Julie Rodgers
Why Silent Night is the anti-Christmas movie

Silent Night is perhaps the ideal Christmas movie for these times of anxiety around emergencies like climate change and Covid-19, writes Dr Julie Rodgers and Peadar Kearney, School of Modern Languages

We are all familiar with the stereotypical Hallmark family scene: Christmas pyjamas, decorations aplenty, blazing fires, mince pies and, of course, the unrivalled seasonal staple, the Christmas movie. Feel-good films such as It's a Wonderful Life and Miracle on 34th Street are exemplary of the genre, our expectations for the overall tone and mise-en-scène of the Christmas movie are cemented well in advance of the viewing. The spectator seeks comfort, nostalgia, a happy ending and a general sense of cosiness.

So how then does the typical Christmas movie lover react to Camille Griffin's directorial debut Silent Night, whose plot and message are the antithesis of festive cheer? The explicit reference to a well-known carol in the film title along with the casting of Keira Knightley, whose name has now become synonymous with another much-cherished Christmas movie (Love Actually), seem to suggest that viewer expectations will be fulfilled.

This is bolstered by the opening scenes where family and friends gather in an idyllic country mansion, dressed in their finery, laden with presents and preparing for a delectable feast of traditional Christmas fare, all against a backdrop full of glowing lights and Christmas music. Unless one has read the reviews in advance, it is fair to say that the spectator is ill-prepared for the apocalyptic turn of events that is eventually revealed.

Yet we can see from the beginning how the film is consciously toying with the generic rules of the 'Christmas film'. Somewhat jarring is the way in which the youngest characters begin to swear in front of their parents, and the happy family at the centre of the narrative is soon fraught with tension, regret and sexual jealously.
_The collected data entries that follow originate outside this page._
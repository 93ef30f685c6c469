//! Retry utilities: backoff builders and provisioning deadlines.
//!
//! Uses `backon` for exponential backoff with jitter. Provisioning calls
//! (queue lookup and creation) retry transient failures until a fixed
//! deadline, then make one last attempt to resolve the resource.

use std::time::Duration;

use backon::ExponentialBuilder;
use tokio::time::Instant;

/// Total time budget for retrying a transient provisioning failure.
pub const PROVISIONING_DEADLINE: Duration = Duration::from_secs(15);

/// Poll interval while waiting for a table to become active.
pub const TABLE_POLL_INTERVAL: Duration = Duration::from_millis(100);

/// Maximum time to wait for a table to become active.
pub const TABLE_ACTIVE_TIMEOUT: Duration = Duration::from_secs(5);

/// Backoff for resource provisioning against an emulator or live account.
///
/// - Min delay: 100ms
/// - Max delay: 2s
/// - Max attempts: 64 (in practice bounded by [`PROVISIONING_DEADLINE`])
/// - Jitter enabled
pub fn provisioning_backoff() -> ExponentialBuilder {
    ExponentialBuilder::default()
        .with_min_delay(Duration::from_millis(100))
        .with_max_delay(Duration::from_secs(2))
        .with_max_times(64)
        .with_jitter()
}

/// Stand-in deadline for timeouts too large to add to the clock.
const FAR_FUTURE: Duration = Duration::from_secs(60 * 60 * 24 * 365 * 30);

/// Wall-clock deadline `timeout` from now.
///
/// Timeouts that overflow the clock, such as `Duration::MAX`, wait
/// effectively forever instead of panicking.
pub fn deadline_after(timeout: Duration) -> Instant {
    let now = Instant::now();
    now.checked_add(timeout)
        .or_else(|| now.checked_add(FAR_FUTURE))
        .unwrap_or(now)
}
Before long, the film presents us with its ultimate narrative twist.

We learn that this Christmas party will in fact be the last for the attendees– an unstoppable poisonous gas is sweeping through the country, killing all in its path in what they have been told will be a painful death. The gas, due to arrive on S Stephen's Day, has been caused by years of human pollution in spite of numerous warnings (a ‘Greta’ is namechecked in this regard). The government has mandated suicide pills to ensure all of those who take them a pain-free death before the gas arrives.

From this point onwards, the friends and family begin to argue about whether it is right to trust the government’s proposed solution or to ignore the warnings and risk the consequences. Further ethical questions are raised when we learn that the state is unwilling to provide their proposed solution to the homeless or illegal migrants.

Given the timing of the film’s release, parallels can undoubtedly be made with the Covid-19 situation: a collective reaction to a broader social crisis that threatens the health of all and scepticism with a state-provided solution to the problem. But any potential for an anti-vaccine reading of the film is unfortunate and contrary to directorial intention as filming for the movie wrapped up in November 2019 in advance of the initial outbreak of the pandemic.

It is more fruitful to focus on what Silent Night does most well; that is, transposing the consequences of climate change from the near future to the immediate present. If there are similarities between the film and the current situation in which we find ourselves, it raises an extremely pertinent question - what if our collective reaction to the climate emergency was as quick and decisive as the one to Covid-19?

Silent Night is a new breed of Christmas movie for the climate change generation. It disrupts our normative expectations of the genre and yet, in its depiction of our worrying global environmental reality, it is perhaps the ideal Christmas movie for the current context of planetary crisis and increasing social anxiety regarding Covid-19. The Christmas movies that we are more familiar with reflect life as it was during the 'old normal'. As public belief in an eventual return to this ‘old normal’ wavers, this Christmas movie similarly appears to have lost hope.

But rather than interpret this in a depressing way (indeed, the film is replete with darkly comedic exchanges), it might be more useful to see Silent Night as a wake-up call of sorts. While it may not be the kind of Christmas movie that is conducive to fluffy slippers and selection boxes, it is a filmic text that incites important reflection on human apathy towards environmental catastrophe. We should remind ourselves that It's a Wonderful Life and Miracle on 34th Street similarly dealt with serious social, political, and cultural issues pertinent to their time, but now seem comforting within the context of the Christmas narrative.

In a society saturated on a daily basis more than ever before with technical data, Silent Night is a keen reminder of the capacity of the arts to engage with thornier questions relating to the existential aspects of climate change and the pandemic that cannot be addressed solely by the principles of science.